Phase A — Text channel. Complete. A Strands agent with three live tools calling a real CRM (DynamoDB + Lambda + API Gateway, deployed via Terraform). A Node BFF that broadcasts agent events to a React frontend with four synchronized live views (user chat, flow visualization, structured logs, Connect-style admin wallboard). End-to-end token usage, latency, and tool-call traces are surfaced in the UI.

Phase B — Voice channel. In progress. Currently on sub-stage B1.a: real-time voice conversation between the browser and Amazon Nova Sonic (via Strands' experimental BidiAgent), over a WebSocket. Audio is captured in the browser using the Web Audio API and streamed as 16 kHz PCM16 to a FastAPI server that holds a bidirectional streaming session with Nova Sonic.

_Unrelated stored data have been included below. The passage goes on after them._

use std::collections::BTreeSet;
use std::num::NonZero;
use std::str::FromStr;

use petgraph::graphmap::UnGraphMap;
use pretty_assertions::assert_eq;

use nurikabe::cryptic::Cryptic;
use nurikabe::{AcyclicPolicy, Board, BoardOptions, Label, Location, SquareBoardBuilder};

fn solve(layout: &str) -> BTreeSet<String> {
    let mut board = SquareBoardBuilder::from_str(layout).unwrap().build().unwrap();
    let solutions = board.solve();
    for solution in &solutions {
        assert_eq!(board.board().audit(solution.solution()), Ok(()));
    }
    solutions.iter().map(|solution| solution.to_string()).collect()
}

#[test]
fn classic_puzzles() {
    assert_eq!(solve("...2.\n.....\n....3\n.....\n.4..."), BTreeSet::from(["###2+\n#+###\n#+#+3\n#+#+#\n#4###\n".to_string()]));
    assert_eq!(solve("2.\n..").len(), 2);
    assert!(solve("....\n3.1.\n...4\n....").is_empty());
}

#[test]
fn givens_narrow_the_search() {
    let free = solve("3...\n....\n...3");
    let given = solve("3+..\n....\n...3");

    assert_eq!(free.len(), 6);
    assert_eq!(given.len(), 3);
    assert!(given.is_subset(&free));
    assert!(solve("3#..\n#...\n...3").is_empty());
}

#[test]
fn broken_givens_have_no_solutions() {
    // a pool, a stranded island without an anchor, and an island already too big
    assert!(solve("1.##\n..##\n....").is_empty());
    assert!(solve("1...\n.#..\n#+#.").is_empty());
    assert!(solve("2+#.\n++..\n#...").is_empty());
}

#[test]
fn solving_on_a_custom_graph() {
    // a wheel: a hub joined to every node of a ring of six
    let mut graph: UnGraphMap<char, ()> = UnGraphMap::new();
    let ring = ['a', 'b', 'c', 'd', 'e', 'f'];
    for (i, &node) in ring.iter().enumerate() {
        graph.add_edge(node, ring[(i + 1) % ring.len()], ());
        graph.add_edge('h', node, ());
    }

    let mut board = Board::build(&graph).unwrap();
    assert_eq!(board.girth(), Some(3));
    assert_eq!(board.pools_through('h').len(), 6);

    board.place_anchor('a', NonZero::new(2).unwrap()).unwrap();
    board.place_anchor('d', NonZero::new(2).unwrap()).unwrap();

    // each island takes one ring neighbor of its anchor; two neighboring ring nodes of water close a pool with the hub
    let solutions = board.solve();
    assert_eq!(solutions.len(), 2);
    for solution in &solutions {
        assert_eq!(board.audit(solution), Ok(()));
        assert_eq!(solution.count(Label::Land), 4);
        // land on the hub would join both islands
        assert_eq!(solution.label('h'), Some(Label::Water));
    }
    assert_eq!(board.empty_count(), 5);
}

#[test]
fn forests_need_permission() {
    let mut path: UnGraphMap<u32, ()> = UnGraphMap::new();
    for n in 0..4 {
        path.add_edge(n, n + 1, ());
    }

    assert!(Board::build(&path).is_err());
    let mut board = Board::build_with(&path, BoardOptions::default().acyclic(AcyclicPolicy::NoPools)).unwrap();
    board.place_anchor(0, NonZero::new(1).unwrap()).unwrap();

    let solutions = board.solve();
    assert_eq!(solutions.len(), 1);
    assert_eq!(solutions[0].count(Label::Water), 4);
}

#[test]
fn cryptic_puzzles() {
    let cryptic = Cryptic::parse("a..\n...\n..2").unwrap();
    let found = cryptic.solve().unwrap();

    let sizes = found.iter().map(|group| group.assignment[0].1.get()).collect::<Vec<_>>();
    assert_eq!(sizes, vec![2, 3]);
    assert_eq!(found.iter().map(|group| group.solutions.len()).sum::<usize>(), 4);
}

#[test]
fn grid_locations() {
    let board = SquareBoardBuilder::from_str("..\n.3\n..").unwrap().build().unwrap();
    assert_eq!(board.board().anchor_size(Location(1, 1)).map(NonZero::get), Some(3));
    assert_eq!(board.board().node_count(), 6);
    assert_eq!(board.to_string(), "..\n.3\n..\n");
}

The CRM tools from Phase A are not yet wired to the voice agent — that is B1.b onwards.

Phase C — Telephony. Planned. Integration with Amazon Connect to expose Vera over a real phone number.

Architecture decisions, considered trade-offs and discarded approaches are recorded in docs/decisions.md. That file is the canonical reference for why each choice was made.

Phase A behavior

Vera handles personal-loan intake calls. The flow:

  1. The customer states their request (e.g. identifying themselves by DNI and requesting an amount).
  2. Vera calls identificar_cliente to validate identity against the CRM.
  3. Vera calls consultar_perfil_crediticio to retrieve credit score and current debt-to-income ratio.
  4. Vera calls evaluar_prestamo, which applies real industry criteria (DTI ≤ 36%, credit score ≥ 670) and returns one of three decisions: aprobado, derivar_a_humano, or fuera_de_parametros.
  5. Vera communicates the decision in Rioplatense Spanish with tone appropriate to the outcome.

The agent never computes financial logic itself — it relies entirely on the tools. All three tools are real @tool-decorated functions backed by live HTTP calls to API Gateway.

Architecture

Phase A (text channel) is a three-tier stack:

Browser (React + Vite)
        │
        │ HTTP / SSE
        ▼
BFF (Node + Express)  ◀── broadcasts agent events to all connected views
        │
        │ AG-UI protocol
        ▼
Agent (Python + Strands)
        │
        │ @tool calls via HTTPS (API-key auth)
        ▼
CRM (API Gateway → Lambda → DynamoDB)
        │
        └── deployed via Terraform

The BFF exists so that multiple UI views (user, flow, logs, admin) can observe the same conversation in real time. The agent emits events through the AG-UI protocol, the BFF fans them out, and each view subscribes to the slice it needs.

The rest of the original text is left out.